Scan the entries below for the word "stdout", then copy each line that holds it.

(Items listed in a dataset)

^^^^

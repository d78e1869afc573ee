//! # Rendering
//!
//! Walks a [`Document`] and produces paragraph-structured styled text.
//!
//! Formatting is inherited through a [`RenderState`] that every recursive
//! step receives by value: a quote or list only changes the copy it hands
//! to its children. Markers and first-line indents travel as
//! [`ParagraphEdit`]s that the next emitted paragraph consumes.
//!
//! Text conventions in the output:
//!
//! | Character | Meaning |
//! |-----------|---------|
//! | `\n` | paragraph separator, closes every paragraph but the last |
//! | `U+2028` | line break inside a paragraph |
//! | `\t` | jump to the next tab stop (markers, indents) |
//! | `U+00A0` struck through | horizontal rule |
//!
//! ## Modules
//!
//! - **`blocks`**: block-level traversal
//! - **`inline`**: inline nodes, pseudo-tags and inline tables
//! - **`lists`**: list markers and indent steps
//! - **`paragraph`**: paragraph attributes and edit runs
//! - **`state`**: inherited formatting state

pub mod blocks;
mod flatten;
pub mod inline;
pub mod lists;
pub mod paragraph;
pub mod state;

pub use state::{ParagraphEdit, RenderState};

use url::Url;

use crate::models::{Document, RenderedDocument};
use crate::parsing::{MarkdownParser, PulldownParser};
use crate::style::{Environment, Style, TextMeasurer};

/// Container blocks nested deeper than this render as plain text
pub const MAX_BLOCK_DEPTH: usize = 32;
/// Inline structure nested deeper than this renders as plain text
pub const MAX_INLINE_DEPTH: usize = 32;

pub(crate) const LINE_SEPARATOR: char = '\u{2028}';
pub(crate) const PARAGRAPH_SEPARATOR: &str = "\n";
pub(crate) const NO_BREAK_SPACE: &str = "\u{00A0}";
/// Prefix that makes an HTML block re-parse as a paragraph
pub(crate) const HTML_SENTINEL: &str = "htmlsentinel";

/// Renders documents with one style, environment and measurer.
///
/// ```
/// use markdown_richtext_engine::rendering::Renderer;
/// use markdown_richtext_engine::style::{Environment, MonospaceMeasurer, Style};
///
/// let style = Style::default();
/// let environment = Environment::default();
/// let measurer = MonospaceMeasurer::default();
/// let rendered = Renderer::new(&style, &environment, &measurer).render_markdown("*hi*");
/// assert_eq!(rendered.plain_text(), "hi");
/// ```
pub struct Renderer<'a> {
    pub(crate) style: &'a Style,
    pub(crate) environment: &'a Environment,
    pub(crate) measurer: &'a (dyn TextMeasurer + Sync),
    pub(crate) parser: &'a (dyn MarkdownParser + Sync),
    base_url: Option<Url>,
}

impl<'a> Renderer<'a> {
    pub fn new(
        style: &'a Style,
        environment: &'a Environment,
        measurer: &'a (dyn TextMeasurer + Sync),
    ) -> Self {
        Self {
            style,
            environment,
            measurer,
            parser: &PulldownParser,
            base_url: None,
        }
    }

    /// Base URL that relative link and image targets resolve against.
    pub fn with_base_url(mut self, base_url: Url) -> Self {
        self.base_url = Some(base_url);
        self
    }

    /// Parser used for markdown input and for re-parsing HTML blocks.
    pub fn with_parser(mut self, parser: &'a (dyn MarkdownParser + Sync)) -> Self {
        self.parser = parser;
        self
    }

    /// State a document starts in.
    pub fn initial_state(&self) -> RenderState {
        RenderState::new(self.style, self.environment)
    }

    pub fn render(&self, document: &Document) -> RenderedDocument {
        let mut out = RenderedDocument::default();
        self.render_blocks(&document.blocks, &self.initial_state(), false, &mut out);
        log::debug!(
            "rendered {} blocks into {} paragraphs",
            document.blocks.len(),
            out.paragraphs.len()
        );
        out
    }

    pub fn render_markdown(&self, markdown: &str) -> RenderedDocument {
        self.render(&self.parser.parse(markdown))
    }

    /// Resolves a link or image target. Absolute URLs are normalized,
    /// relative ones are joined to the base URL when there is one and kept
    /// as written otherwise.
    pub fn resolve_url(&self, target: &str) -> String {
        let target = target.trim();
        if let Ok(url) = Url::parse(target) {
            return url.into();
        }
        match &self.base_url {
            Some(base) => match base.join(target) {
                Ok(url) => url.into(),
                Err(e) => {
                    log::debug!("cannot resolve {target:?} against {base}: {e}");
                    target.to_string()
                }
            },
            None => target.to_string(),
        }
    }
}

^^^^

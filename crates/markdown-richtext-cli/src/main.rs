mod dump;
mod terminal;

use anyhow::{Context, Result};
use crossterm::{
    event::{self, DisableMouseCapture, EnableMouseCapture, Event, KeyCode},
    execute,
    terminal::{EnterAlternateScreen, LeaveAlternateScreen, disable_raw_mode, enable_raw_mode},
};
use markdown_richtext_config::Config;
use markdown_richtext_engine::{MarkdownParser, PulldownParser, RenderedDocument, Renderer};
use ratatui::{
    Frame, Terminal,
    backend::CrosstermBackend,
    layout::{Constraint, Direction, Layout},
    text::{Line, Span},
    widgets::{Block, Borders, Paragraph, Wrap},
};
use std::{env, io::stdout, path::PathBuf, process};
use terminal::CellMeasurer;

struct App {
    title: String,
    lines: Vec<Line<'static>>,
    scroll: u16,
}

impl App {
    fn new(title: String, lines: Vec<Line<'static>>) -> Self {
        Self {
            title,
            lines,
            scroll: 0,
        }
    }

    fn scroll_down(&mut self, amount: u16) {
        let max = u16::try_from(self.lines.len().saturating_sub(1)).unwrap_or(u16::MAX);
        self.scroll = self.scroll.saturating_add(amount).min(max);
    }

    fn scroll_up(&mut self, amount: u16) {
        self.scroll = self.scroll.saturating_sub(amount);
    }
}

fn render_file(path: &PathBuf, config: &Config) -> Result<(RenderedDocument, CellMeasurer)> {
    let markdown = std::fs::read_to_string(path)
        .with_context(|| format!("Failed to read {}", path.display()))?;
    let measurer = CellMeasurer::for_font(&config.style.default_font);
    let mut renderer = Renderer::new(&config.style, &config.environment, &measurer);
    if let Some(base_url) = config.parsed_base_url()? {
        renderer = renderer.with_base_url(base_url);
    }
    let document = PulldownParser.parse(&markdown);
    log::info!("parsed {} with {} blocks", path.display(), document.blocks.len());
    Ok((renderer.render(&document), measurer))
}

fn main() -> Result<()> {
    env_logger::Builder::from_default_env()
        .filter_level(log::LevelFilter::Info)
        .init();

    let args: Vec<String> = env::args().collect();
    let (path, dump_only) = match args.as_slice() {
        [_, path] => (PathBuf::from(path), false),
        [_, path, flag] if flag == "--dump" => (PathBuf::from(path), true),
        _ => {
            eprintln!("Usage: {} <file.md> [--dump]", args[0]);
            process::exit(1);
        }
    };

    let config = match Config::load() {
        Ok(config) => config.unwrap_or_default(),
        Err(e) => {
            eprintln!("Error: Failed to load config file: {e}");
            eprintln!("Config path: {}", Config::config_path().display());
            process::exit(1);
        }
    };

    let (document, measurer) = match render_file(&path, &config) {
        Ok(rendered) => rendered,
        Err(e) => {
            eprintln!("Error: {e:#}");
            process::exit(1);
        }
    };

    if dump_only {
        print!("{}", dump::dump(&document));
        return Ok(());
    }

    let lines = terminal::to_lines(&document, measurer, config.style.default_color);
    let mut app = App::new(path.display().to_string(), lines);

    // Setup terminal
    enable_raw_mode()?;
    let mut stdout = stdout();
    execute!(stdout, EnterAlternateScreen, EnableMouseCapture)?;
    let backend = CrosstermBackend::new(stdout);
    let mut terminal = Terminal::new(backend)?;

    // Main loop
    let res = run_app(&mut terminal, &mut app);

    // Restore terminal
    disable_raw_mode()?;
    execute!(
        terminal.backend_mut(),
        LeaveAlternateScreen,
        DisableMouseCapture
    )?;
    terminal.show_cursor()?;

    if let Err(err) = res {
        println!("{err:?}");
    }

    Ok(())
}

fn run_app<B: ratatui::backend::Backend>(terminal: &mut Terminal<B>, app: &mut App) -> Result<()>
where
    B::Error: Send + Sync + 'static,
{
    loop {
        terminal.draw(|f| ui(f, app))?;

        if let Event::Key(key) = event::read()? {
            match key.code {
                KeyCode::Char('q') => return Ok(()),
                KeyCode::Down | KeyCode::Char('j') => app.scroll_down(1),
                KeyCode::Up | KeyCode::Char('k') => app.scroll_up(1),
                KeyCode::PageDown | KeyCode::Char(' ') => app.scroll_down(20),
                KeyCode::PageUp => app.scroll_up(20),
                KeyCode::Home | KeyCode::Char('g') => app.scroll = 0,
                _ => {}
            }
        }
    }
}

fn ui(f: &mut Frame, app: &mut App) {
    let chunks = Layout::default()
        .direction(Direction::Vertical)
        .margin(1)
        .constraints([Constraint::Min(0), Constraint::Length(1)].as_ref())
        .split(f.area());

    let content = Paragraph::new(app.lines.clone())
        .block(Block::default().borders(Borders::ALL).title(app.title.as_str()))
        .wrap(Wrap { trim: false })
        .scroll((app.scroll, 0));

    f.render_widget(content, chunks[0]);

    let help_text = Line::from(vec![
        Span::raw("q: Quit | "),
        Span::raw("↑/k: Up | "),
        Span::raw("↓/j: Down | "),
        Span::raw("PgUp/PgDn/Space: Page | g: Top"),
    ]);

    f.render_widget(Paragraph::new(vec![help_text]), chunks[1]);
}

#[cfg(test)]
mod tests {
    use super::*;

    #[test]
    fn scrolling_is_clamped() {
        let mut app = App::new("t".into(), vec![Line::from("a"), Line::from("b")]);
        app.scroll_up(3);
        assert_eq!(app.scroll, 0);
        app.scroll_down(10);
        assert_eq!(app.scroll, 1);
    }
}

^^^^

*Response to the task*
use std::{env, io::stdout, path::PathBuf, process};
    let mut stdout = stdout();
    execute!(stdout, EnterAlternateScreen, EnableMouseCapture)?;
    let backend = CrosstermBackend::new(stdout);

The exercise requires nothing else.